Ye E, Wu E, Han R. Global, regional, and national impact of Down syndrome on child and adolescent mortality from 1980 to 2021, with projections to 2050: a cross-sectional study.
Front Public Health 2025;
13:1554589. [PMID:
40342505 PMCID:
PMC12058478 DOI:
10.3389/fpubh.2025.1554589]
[Citation(s) in RCA: 0] [Impact Index Per Article: 0] [Reference Citation Analysis] [Abstract] [Key Words] [MESH Headings] [Track Full Text] [Download PDF] [Figures] [Journal Information] [Subscribe] [Scholar Register] [Received: 01/02/2025] [Accepted: 03/31/2025] [Indexed: 05/11/2025] Open
Abstract
Introduction
Down syndrome, resulting from trisomy 21, is a prevalent genetic disorder.

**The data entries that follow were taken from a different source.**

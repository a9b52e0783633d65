//! The node management feature: detailed discovery, subscription and
//! binding calls, use-case and destination lists.
//!
//! Node management is the `special` feature at (entity [0], feature 0).
//! Its handlers run on the device worker under the device lock, like any
//! other dispatch.

use tracing::{debug, info, warn};

use eebus_runtime::EebusError;
use eebus_wire::spine::node_management::{
    NodeManagementDestinationListData, NodeManagementDetailedDiscoveryData,
    NodeManagementSubscriptionData, NodeManagementUseCaseData, Role,
};
use eebus_wire::spine::{
    CmdClassifier, Command, FeatureAddress, FunctionData, FunctionType, Header, ResultData,
    result_error,
};
use eebus_wire::spine::node_management::NodeManagementBindingData;

use crate::device::state::{DeviceState, Effect};
use crate::events::{ElementChange, EventPayload, EventType};
use crate::feature::{DEFAULT_MAX_RESPONSE_DELAY, ResponseMessage, ResponseResult};
use crate::sender::Sender;

/// Snapshot of the local device, entities and features for discovery
/// replies and entity-change notifies.
pub(crate) fn build_detailed_discovery(state: &DeviceState) -> NodeManagementDetailedDiscoveryData {
    let mut data = NodeManagementDetailedDiscoveryData {
        device_information: Some(state.create_information()),
        ..Default::default()
    };

    for entity in &state.entities {
        data.entity_information.push(entity.create_information());
        for feature in entity.features() {
            data.feature_information.push(feature.create_information());
        }
    }

    data
}

/// Issue the initial `read(DetailedDiscoveryData)` towards a peer.
pub(crate) fn request_detailed_discovery(
    state: &mut DeviceState,
    ski: &str,
) -> Result<u64, EebusError> {
    let local = state.node_management_address();
    let remote = FeatureAddress::node_management(None);

    let sender = state
        .remote_by_ski(ski)
        .ok_or(EebusError::NoChange)?
        .sender()
        .clone();

    let cmd = Command::new(FunctionData::NodeManagementDetailedDiscoveryData(
        NodeManagementDetailedDiscoveryData::default(),
    ));
    let counter = sender.send_read(&local, &remote, cmd)?;
    state
        .pending
        .add(ski, counter, local, DEFAULT_MAX_RESPONSE_DELAY);
    Ok(counter)
}

/// Reads on node management functions.
pub(crate) fn process_read(
    state: &mut DeviceState,
    header: &Header,
    cmd: &Command,
    sender: &Sender,
) -> Result<bool, EebusError> {
    let local = state.node_management_address();

    let data = match cmd.function.function_type() {
        FunctionType::NodeManagementDetailedDiscoveryData => {
            FunctionData::NodeManagementDetailedDiscoveryData(build_detailed_discovery(state))
        }
        FunctionType::NodeManagementUseCaseData => {
            let mut data = NodeManagementUseCaseData::default();
            for entity in &state.entities {
                data.use_case_information
                    .extend(entity.use_case_information());
            }
            FunctionData::NodeManagementUseCaseData(data)
        }
        FunctionType::NodeManagementSubscriptionData => {
            FunctionData::NodeManagementSubscriptionData(NodeManagementSubscriptionData {
                subscription_entry: state.subscriptions.management_entries(),
            })
        }
        FunctionType::NodeManagementBindingData => {
            FunctionData::NodeManagementBindingData(NodeManagementBindingData {
                binding_entry: state.bindings.management_entries(),
            })
        }
        FunctionType::NodeManagementDestinationListData => {
            if state.info.feature_set == eebus_wire::spine::node_management::FeatureSet::Simple {
                return Err(EebusError::NotImplemented(
                    "destination list on a simple feature set".into(),
                ));
            }
            let mut data = NodeManagementDestinationListData {
                destination_data: vec![state.create_information().description],
            };
            for remote in state.remote_devices.values() {
                data.destination_data.push(remote.create_destination_data());
            }
            FunctionData::NodeManagementDestinationListData(data)
        }
        other => {
            return Err(EebusError::NotImplemented(format!(
                "read of {other:?} on node management"
            )));
        }
    };

    sender.send_reply(header, &local, Command::new(data))?;
    Ok(false)
}

/// Subscription and binding management calls.
pub(crate) fn process_call(
    state: &mut DeviceState,
    ski: &str,
    header: &Header,
    cmd: &Command,
    sender: &Sender,
) -> Result<bool, EebusError> {
    let local = state.node_management_address();
    let remote_device = state
        .remote_by_ski(ski)
        .and_then(|r| r.address())
        .map(str::to_owned);

    // Fill missing device fields: the client lives on the peer, the
    // server on this device.
    let qualify_client = |address: &FeatureAddress| {
        let mut address = address.clone();
        if address.device.is_none() {
            address.device = remote_device.clone();
        }
        address
    };
    let qualify_server =
        |state: &DeviceState, address: &FeatureAddress| state.local_address(address);

    let outcome: Result<(), String> = match &cmd.function {
        FunctionData::NodeManagementSubscriptionRequestCall(call) => {
            match &call.subscription_request {
                None => Err("missing subscription request".into()),
                Some(request) => {
                    let server = qualify_server(state, &request.server_address);
                    let client = qualify_client(&request.client_address);
                    let subscribable = state
                        .feature(&request.server_address)
                        .is_some_and(|f| f.role() != Role::Client);
                    if !subscribable {
                        Err("subscription request not supported".into())
                    } else {
                        match state.subscriptions.add(server, client) {
                            Ok(_) | Err(EebusError::NoChange) => Ok(()),
                            Err(err) => Err(err.to_string()),
                        }
                    }
                }
            }
        }
        FunctionData::NodeManagementSubscriptionDeleteCall(call) => {
            match &call.subscription_delete {
                None => Err("missing subscription delete".into()),
                Some(delete) => {
                    let client = delete
                        .client_address
                        .as_ref()
                        .map(|a| qualify_client(a))
                        .unwrap_or_else(|| qualify_client(&header.source));
                    let server = delete
                        .server_address
                        .as_ref()
                        .map(|a| qualify_server(state, a))
                        .unwrap_or_else(|| qualify_server(state, &header.destination));
                    state
                        .subscriptions
                        .remove(&server, &client)
                        .map_err(|_| "subscription not found".to_owned())
                }
            }
        }
        FunctionData::NodeManagementBindingRequestCall(call) => match &call.binding_request {
            None => Err("missing binding request".into()),
            Some(request) => {
                let server = qualify_server(state, &request.server_address);
                let client = qualify_client(&request.client_address);
                let bindable = state
                    .feature(&request.server_address)
                    .is_some_and(|f| f.role() == Role::Server);
                if !bindable {
                    Err("binding request not supported".into())
                } else {
                    match state.bindings.add(server, client) {
                        Ok(_) | Err(EebusError::NoChange) => Ok(()),
                        Err(err) => Err(err.to_string()),
                    }
                }
            }
        },
        FunctionData::NodeManagementBindingDeleteCall(call) => match &call.binding_delete {
            None => Err("missing binding delete".into()),
            Some(delete) => {
                let client = delete
                    .client_address
                    .as_ref()
                    .map(|a| qualify_client(a))
                    .unwrap_or_else(|| qualify_client(&header.source));
                let server = delete
                    .server_address
                    .as_ref()
                    .map(|a| qualify_server(state, a))
                    .unwrap_or_else(|| qualify_server(state, &header.destination));
                state
                    .bindings
                    .remove(&server, &client)
                    .map_err(|_| "binding not found".to_owned())
            }
        },
        other => {
            return Err(EebusError::NotImplemented(format!(
                "call of {:?} on node management",
                other.function_type()
            )));
        }
    };

    match outcome {
        Ok(()) => {
            debug!(ski = %ski, function = ?cmd.function.function_type(), "management call accepted");
            sender.send_result_success(header, &local)?;
        }
        Err(description) => {
            warn!(ski = %ski, reason = %description, "management call rejected");
            sender.send_result_error(
                header,
                &local,
                ResultData::error(result_error::GENERAL_ERROR, Some(&description)),
            )?;
        }
    }
    Ok(true)
}

/// Install a peer's discovery data and, on a reply, run the client-side
/// bootstrap: subscribe to the peer's node management and read its use
/// cases.
pub(crate) fn process_discovery_update(
    state: &mut DeviceState,
    ski: &str,
    header: &Header,
    cmd: &Command,
) -> Result<bool, EebusError> {
    let FunctionData::NodeManagementDetailedDiscoveryData(data) = &cmd.function else {
        return Err(EebusError::InputArgument("expected discovery data".into()));
    };
    let device_information = data
        .device_information
        .as_ref()
        .ok_or_else(|| EebusError::InputArgument("discovery without device information".into()))?;

    let (installed, remote_address, sender) = {
        let remote = state
            .remote_devices
            .get_mut(ski)
            .ok_or_else(|| EebusError::InputArgumentOutOfRange("unknown peer".into()))?;
        remote.update_device(&device_information.description);
        let installed = remote.install_discovery(data);
        (
            installed,
            remote.address().map(str::to_owned),
            remote.sender().clone(),
        )
    };

    info!(
        ski = %ski,
        device = remote_address.as_deref().unwrap_or("<unknown>"),
        entities = installed.len(),
        "remote device discovered"
    );

    let mut payload = EventPayload::new(ski, EventType::DeviceChange, ElementChange::Add);
    payload.device_address = remote_address.clone();
    payload.function = Some(FunctionType::NodeManagementDetailedDiscoveryData);
    state.push_effect(Effect::Event(payload));

    for entity in &installed {
        let mut payload = EventPayload::new(ski, EventType::EntityChange, ElementChange::Add);
        payload.device_address = remote_address.clone();
        payload.entity_address = Some(entity.clone());
        payload.function = Some(FunctionType::NodeManagementDetailedDiscoveryData);
        state.push_effect(Effect::Event(payload));
    }

    if header.cmd_classifier != CmdClassifier::Reply {
        return Ok(false);
    }

    // Correlate with the outstanding discovery read.
    if let Some(reference) = header.msg_counter_reference {
        state.pending.resolve(ski, reference);
        let callbacks = state
            .feature_mut(&header.destination)
            .map(|f| f.take_response_callbacks(reference))
            .unwrap_or_default();
        if !callbacks.is_empty() {
            state.push_effect(Effect::Response {
                callbacks,
                message: ResponseMessage {
                    msg_counter_reference: reference,
                    ski: ski.to_owned(),
                    remote_feature: Some(header.source.clone()),
                    result: ResponseResult::Data {
                        function_type: FunctionType::NodeManagementDetailedDiscoveryData,
                        data: cmd.function.clone(),
                    },
                },
            });
        }
    }

    // Bootstrap: subscribe to the peer's node management, then learn its
    // use cases.
    let local = state.node_management_address();
    let mut remote_nm = FeatureAddress::node_management(remote_address);
    if remote_nm.device.is_none() {
        remote_nm.device = header.source.device.clone();
    }

    let already_subscribed = state
        .feature(&local)
        .is_some_and(|f| f.has_subscription_to_remote(&remote_nm));
    if !already_subscribed {
        sender.send_call_subscribe(
            &local,
            &remote_nm,
            Some(crate::feature::feature_type::NODE_MANAGEMENT.to_owned()),
        )?;
        if let Some(feature) = state.feature_mut(&local) {
            feature.record_remote_subscription(remote_nm.clone());
        }

        let use_case_read = Command::new(FunctionData::NodeManagementUseCaseData(
            NodeManagementUseCaseData::default(),
        ));
        let counter = sender.send_read(&local, &remote_nm, use_case_read)?;
        state
            .pending
            .add(ski, counter, local, DEFAULT_MAX_RESPONSE_DELAY);
    }

    Ok(false)
}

Despite improvements in life expectancy and quality of life due to medical progress, children and adolescents (under the age of 20 years) with Down syndrome still face higher mortality rates. Future research is essential to elucidate the epidemiological patterns and trends in Down syndrome among children and adolescents, enabling the development of effective prevention and intervention strategies to improve survival and health outcomes.
Methods
This study draws on Global Burden of Disease (GBD) 2021 mortality data for children and adolescents with Down syndrome. Pearson's correlation coefficient was leveraged to assess the relationship between Down syndrome mortality and the Socio-demographic Index (SDI). The estimated annual percentage change (EAPC) in mortality was calculated to track temporal trends, and the Bayesian age-period-cohort (BAPC) model was employed to forecast future mortality.
Results
Over the past 42 years, there have been fluctuations in mortality among children and adolescents with Down syndrome. Globally, deaths have decreased by 22.8% from 26.95 thousand (95% uncertainty interval [UI], 10.10-74.66 thousand) in 1980 to 20.81 thousand (95% UI, 14.18-36.49 thousand) in 2021. Furthermore, BAPC model projections indicate a sustained reduction in mortality for children and adolescents with Down syndrome. Predominantly, deaths occur in 0-4 age group, with higher death rates in Low SDI regions, and notably, the number and rate of female patients exceed those of male patients. Intriguingly, a negative correlation was observed between death rates and higher SDI.
Conclusion
Most countries have seen a decline in Down syndrome deaths among children and adolescents over the last 42 years, but a few high SDI countries are witnessing an increase. Future health interventions should prioritize these countries, focusing on resource allocation, infrastructure, and health education. Continued efforts on care for the 0-4 age group with Down syndrome are crucial to further reducing deaths in this age group.